Suite et fin de mon entretien avec le grand Alex Nikolavitch à propos de son érudit essai sur les super-slips face à la mythologie.
EFDLT : Finalement, dans Mythe & Super-héros, tu dévoiles plus ou moins la recette pour créer une équipe de super-héros réussie, alors ?
Alex Nikolavitch : La recette, peut-être pas, mais je montre ce qui marche et ce qui marche moins. Je devrais créer une équipe de super-héros de but en blanc, je serais sans doute très emmerdé. Je retomberais probablement sur des clichés X-Manoïdes. La plupart des équipes qui ont fonctionné d’emblée utilisaient des personnages préexistants. Les X-Men n’ont pas fonctionné au départ, d’ailleurs. Il a fallu attendre les années 70 pour que le titre soit un vrai succès, au moment où il a fait le tri, collé certains anciens X-Men à des personnages récupérés à droite et à gauche (Sunfire, Wolverine, Banshee), les nouveaux personnages étant minoritaires dans le mix, ou vite éliminés. Cela permettait d’avoir dès le départ une dynamique avec ceux qui savaient et ceux qui étaient candides. Sinon, la JLA, les Titans, les Avengers, ou même Authority, ce sont à chaque fois des personnages ou des concepts préexistants.
Pour simplifier, je dirais qu’il serait plus facile de créer un groupe avec, mettons, Hellboy, Marv, The Mask, Grendel et Barb Wire (pour regrouper des personnages publiés chez un même éditeur, ici Dark Horse) que d’essayer de faire fonctionner le même groupe en inventant un personnage de démon à la Hellboy, un perso de gros dur à la Marv, un trickster fou furieux à la The Mask, etc.

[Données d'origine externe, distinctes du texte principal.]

//! App module - annotation toolbar shell

use eframe::egui;

use capture_lang::{ScrollStatus, ToolbarAction, TranslationTable};

use crate::ui::Toolbar;

pub struct CaptureApp {
    /// Built once in `main`; never swapped while the app runs
    text: TranslationTable,
    toolbar: Toolbar,
    pinned: bool,
    status_message: Option<String>,
    status_timer: f64,
}

impl CaptureApp {
    pub fn new(text: TranslationTable) -> Self {
        Self {
            text,
            toolbar: Toolbar::new(),
            pinned: false,
            status_message: None,
            status_timer: 0.0,
        }
    }

    fn set_status(&mut self, key: &str) {
        self.status_message = Some(self.text.get(key).to_string());
        self.status_timer = 3.5;
    }

    fn handle_action(&mut self, ctx: &egui::Context, action: ToolbarAction) {
        log::debug!("Toolbar action {:?}", action);
        match action {
            ToolbarAction::Close => {
                ctx.send_viewport_cmd(egui::ViewportCommand::Close);
            }
            ToolbarAction::Pin => {
                self.pinned = !self.pinned;
                let level = if self.pinned {
                    egui::WindowLevel::AlwaysOnTop
                } else {
                    egui::WindowLevel::Normal
                };
                ctx.send_viewport_cmd(egui::ViewportCommand::WindowLevel(level));
                self.set_status(action.label_key());
            }
            ToolbarAction::Save => self.set_status("saveFile"),
            ToolbarAction::Undo | ToolbarAction::Redo | ToolbarAction::Clipboard => {
                self.set_status(action.label_key());
            }
        }
    }
}

impl eframe::App for CaptureApp {
    fn update(&mut self, ctx: &egui::Context, _frame: &mut eframe::Frame) {
        if self.status_timer > 0.0 {
            self.status_timer -= ctx.input(|i| i.stable_dt) as f64;
            if self.status_timer <= 0.0 {
                self.status_message = None;
            } else {
                ctx.request_repaint();
            }
        }

        let mut action = None;
        egui::TopBottomPanel::top("toolbar").show(ctx, |ui| {
            action = self.toolbar.ui(ui, &self.text);
        });
        if let Some(action) = action {
            self.handle_action(ctx, action);
        }

        egui::TopBottomPanel::bottom("status_bar").show(ctx, |ui| {
            ui.horizontal(|ui| {
                if let Some(msg) = &self.status_message {
                    ui.label(msg);
                }
            });
        });

        let mut start_clicked = false;
        egui::CentralPanel::default().show(ctx, |ui| {
            ui.vertical_centered(|ui| {
                ui.add_space(20.0);
                ui.label(self.text.get(self.toolbar.current_tool.label_key()));
                ui.add_space(10.0);
                if ui.button(self.text.get(ScrollStatus::Start.label_key())).clicked() {
                    start_clicked = true;
                }
            });
        });
        if start_clicked {
            self.set_status(ScrollStatus::Start.label_key());
        }
    }
}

On pourrait citer Watchmen en contre exemple (tous les personnages sont des démarquages des héros Charlton, the Question, Peacemaker, Captain Atom, etc.) mais justement, le groupe en question ne fonctionne pas, et c’est le sujet de Watchmen, cette dysfonction fondamentale. Ou un des sujets, en tout cas.
EFDLT : Parmi ces figures archétypales, est-ce qu’il y en a une qui t’intéresse plus que les autres ? Qui t’inspire pour l’écriture ?

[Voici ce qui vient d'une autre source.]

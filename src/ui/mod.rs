//! UI module - contains UI rendering components

pub mod toolbar;

pub use toolbar::Toolbar;
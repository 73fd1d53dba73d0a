//! Error types for language selection and settings persistence.
//!
//! String lookups never fail; these only surface from parsing a language
//! code explicitly or from reading/writing the settings file.

use std::path::PathBuf;
use thiserror::Error;

#[derive(Error, Debug)]
pub enum LangError {
    /// Language code not in the supported set
    #[error("Unknown language code: {0:?}")]
    UnknownLanguage(String),

    /// Settings file could not be read or written
    #[error("Settings I/O failed for {path}: {source}")]
    Io {
        path: PathBuf,
        #[source]
        source: std::io::Error,
    },

    /// Registry key could not be opened or written (Windows)
    #[error("Registry access failed for {key}: {source}")]
    Registry {
        key: &'static str,
        #[source]
        source: std::io::Error,
    },

    /// Settings file content is not valid JSON
    #[error("Invalid settings JSON: {0}")]
    Json(#[from] serde_json::Error),
}

pub type Result<T> = std::result::Result<T, LangError>;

Alex Nikolavitch : Aucune en particulier. Ce qui est intéressant, ce sont les interactions entre archétypes. Ce qui est intéressant, ce n’est ni le maître, ni le disciple, mais la façon dont va se construire la relation, qui est différente dans le cas d’Obi-Wan / Luke et de Merlin / Arthur, par exemple, même si le décorum est quasiment le même (autorité morale, transmission de l’arme paternelle et de la tradition qui l’accompagne, etc.). De même que l’archétype du dictateur malfaisant, Fatalis ou Darkseid, ne devient intéressant que quand on creuse leur contexte, leurs rapports complexes avec leurs adversaires. Fatalis devient immense à partir du moment où il ravale son orgueil pour appeler Reed Richards à l’aide.
EFDLT : Oui, en effet. C’est toujours efficace, ce genre de moment. Pour conclure à propos de ton ouvrage, est-ce que sa rédaction t’a appris quelque chose qui va changer ta manière d’appréhender l’écriture d’un scénario de BD ?
Alex Nikolavitch : C’est plutôt l’inverse, je dirais. Ou en tout cas, c’est un rapport croisé : mon approche de l’écriture a nourri certaines réflexions qu’on retrouve dans le livre, et le fait de mettre à plat toutes ces considérations m’a obligé à les formuler, à les formaliser. D’un autre côté, je me méfie des dogmes, dans l’écriture, des “c’est comme ça qu’il faut faire” assénés comme des vérités incontournables. Du coup, tout ce que je peux raconter sur l’écriture peut tout à fait être contesté et détourné, et c’est très bien comme ça.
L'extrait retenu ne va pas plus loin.